Cada comportamiento del sistema nos da una pista sobre el origen del problema:

  • Pitido continuo al dar marcha atrás: Lo más probable es un sensor que ha fallado internamente y detecta un obstáculo fantasma, o bien un conector que ha cogido humedad.
  • Pitido continuo circulando despacio: Si tu coche los lleva, apunta a un fallo en un sensor delantero.
  • Silencio total: Si no hay ningún tipo de aviso aunque te pegues a la pared, puede ser un fallo del módulo de control o que varios sensores están averiados simultáneamente.
  • Pitido intermitente y errático: Suele ser la señal de un mal contacto o humedad en algún conector, que falla de forma aleatoria.

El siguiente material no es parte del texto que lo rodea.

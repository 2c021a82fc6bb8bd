// src/web/handlers/cart_handlers.rs

use actix_web::{web, HttpResponse};
use serde::Deserialize;
use serde_json::json;
use tracing::{info, instrument};
use uuid::Uuid;

use crate::errors::AppError;
use crate::models::{CartItemUpdate, NewCartItem, PlanType};
use crate::state::AppState;

// --- Request DTOs ---

/// Add-item body. Required fields are `Option` so the handler can report
/// which ones are missing with a 400 before the service is ever invoked.
#[derive(Deserialize, Debug)]
#[serde(rename_all = "camelCase")]
pub struct AddItemPayload {
  pub product_id: Option<String>,
  pub product_name: Option<String>,
  pub quantity: Option<i32>,
  pub price: Option<f64>,
  pub plan_type: Option<PlanType>,
  pub data_allowance: Option<String>,
}

impl AddItemPayload {
  fn into_new_item(self) -> Result<NewCartItem, AppError> {
    let mut missing = Vec::new();
    if self.product_id.is_none() {
      missing.push("productId");
    }
    if self.product_name.is_none() {
      missing.push("productName");
    }
    if self.quantity.is_none() {
      missing.push("quantity");
    }
    if self.price.is_none() {
      missing.push("price");
    }
    if !missing.is_empty() {
      return Err(AppError::Validation(format!(
        "Missing required fields: {}",
        missing.join(", ")
      )));
    }

    Ok(NewCartItem {
      product_id: self.product_id.unwrap_or_default(),
      product_name: self.product_name.unwrap_or_default(),
      quantity: self.quantity.unwrap_or_default(),
      price: self.price.unwrap_or_default(),
      plan_type: self.plan_type,
      data_allowance: self.data_allowance,
    })
  }
}

/// Item ids are opaque to callers, so a path segment that is not a
/// well-formed identifier is indistinguishable from an absent item.
fn parse_item_id(raw: &str) -> Result<Uuid, AppError> {
  Uuid::parse_str(raw).map_err(|_| AppError::item_not_found())
}

// --- Handlers ---

#[instrument(name = "handler::get_cart", skip(app_state, path), fields(user_id = %path.as_ref()))]
pub async fn get_cart_handler(app_state: web::Data<AppState>, path: web::Path<String>) -> Result<HttpResponse, AppError> {
  let user_id = path.into_inner();
  let cart = app_state.cart_service.get_cart(&user_id).await?;
  Ok(HttpResponse::Ok().json(cart))
}

#[instrument(name = "handler::add_item", skip(app_state, path, payload), fields(user_id = %path.as_ref()))]
pub async fn add_item_handler(
  app_state: web::Data<AppState>,
  path: web::Path<String>,
  payload: web::Json<AddItemPayload>,
) -> Result<HttpResponse, AppError> {
  let user_id = path.into_inner();
  let new_item = payload.into_inner().into_new_item()?;

  info!(product_id = %new_item.product_id, "Add-item request accepted.");
  let cart = app_state.cart_service.add_item(&user_id, new_item).await?;
  Ok(HttpResponse::Created().json(cart))
}

#[instrument(name = "handler::update_item", skip(app_state, path, payload))]
pub async fn update_item_handler(
  app_state: web::Data<AppState>,
  path: web::Path<(String, String)>,
  payload: web::Json<CartItemUpdate>,
) -> Result<HttpResponse, AppError> {
  let (user_id, raw_item_id) = path.into_inner();
  let item_id = parse_item_id(&raw_item_id)?;

  let cart = app_state
    .cart_service
    .update_item(&user_id, item_id, payload.into_inner())
    .await?;
  Ok(HttpResponse::Ok().json(cart))
}

#[instrument(name = "handler::remove_item", skip(app_state, path))]
pub async fn remove_item_handler(
  app_state: web::Data<AppState>,
  path: web::Path<(String, String)>,
) -> Result<HttpResponse, AppError> {
  let (user_id, raw_item_id) = path.into_inner();
  let item_id = parse_item_id(&raw_item_id)?;

  let cart = app_state.cart_service.remove_item(&user_id, item_id).await?;
  Ok(HttpResponse::Ok().json(cart))
}

#[instrument(name = "handler::clear_cart", skip(app_state, path), fields(user_id = %path.as_ref()))]
pub async fn clear_cart_handler(
  app_state: web::Data<AppState>,
  path: web::Path<String>,
) -> Result<HttpResponse, AppError> {
  let user_id = path.into_inner();
  let cart = app_state.cart_service.clear_cart(&user_id).await?;
  Ok(HttpResponse::Ok().json(cart))
}

#[instrument(name = "handler::cart_total", skip(app_state, path), fields(user_id = %path.as_ref()))]
pub async fn cart_total_handler(
  app_state: web::Data<AppState>,
  path: web::Path<String>,
) -> Result<HttpResponse, AppError> {
  let user_id = path.into_inner();
  let total = app_state.cart_service.cart_total(&user_id).await?;
  Ok(HttpResponse::Ok().json(json!({ "userId": user_id, "total": total })))
}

¿Has reparado el paragolpes y ahora fallan los sensores?

Es un caso clásico en el taller. Después de una reparación de chapa, es habitual que los sensores den problemas. Puede ser que al montar de nuevo el paragolpes quedaran mal orientados, que la capa de pintura nueva sea demasiado gruesa y bloquee la señal ultrasónica, o que el propio sensor se dañara en el golpe. Dependiendo de la causa, la solución pasa por un simple ajuste o por sustituir la pieza afectada.

Primero diagnosticar, luego cambiar

Nuestra forma de trabajar es no sustituir piezas a ciegas. Usamos un multímetro para medir la resistencia de cada sensor y verificar la continuidad de todo el cableado hasta la centralita. Un fallo muy común es un simple conector afectado por la humedad. En esos casos, una buena limpieza, un espray específico y grasa dieléctrica para protegerlo es suficiente. Es una reparación mucho más barata que poner un sensor nuevo.

Recambios de calidad y averías de la cámara trasera

Solo montamos material de calidad. Trabajamos con sensores de marcas como Valeo o Bosch, y si el coche lo requiere, el recambio original del fabricante. No nos la jugamos con sensores genéricos baratos, porque su frecuencia de ultrasonidos no siempre es la correcta y pueden dar fallos aleatorios.

En cuanto a la cámara de visión trasera, si deja de funcionar, las causas suelen ser tres: humedad en la lente, un cable partido en la zona de las bisagras del maletero o el propio módulo de imagen que se ha estropeado. La sustitución de la cámara puede costar entre 200 y 500 €, dependiendo del modelo de coche.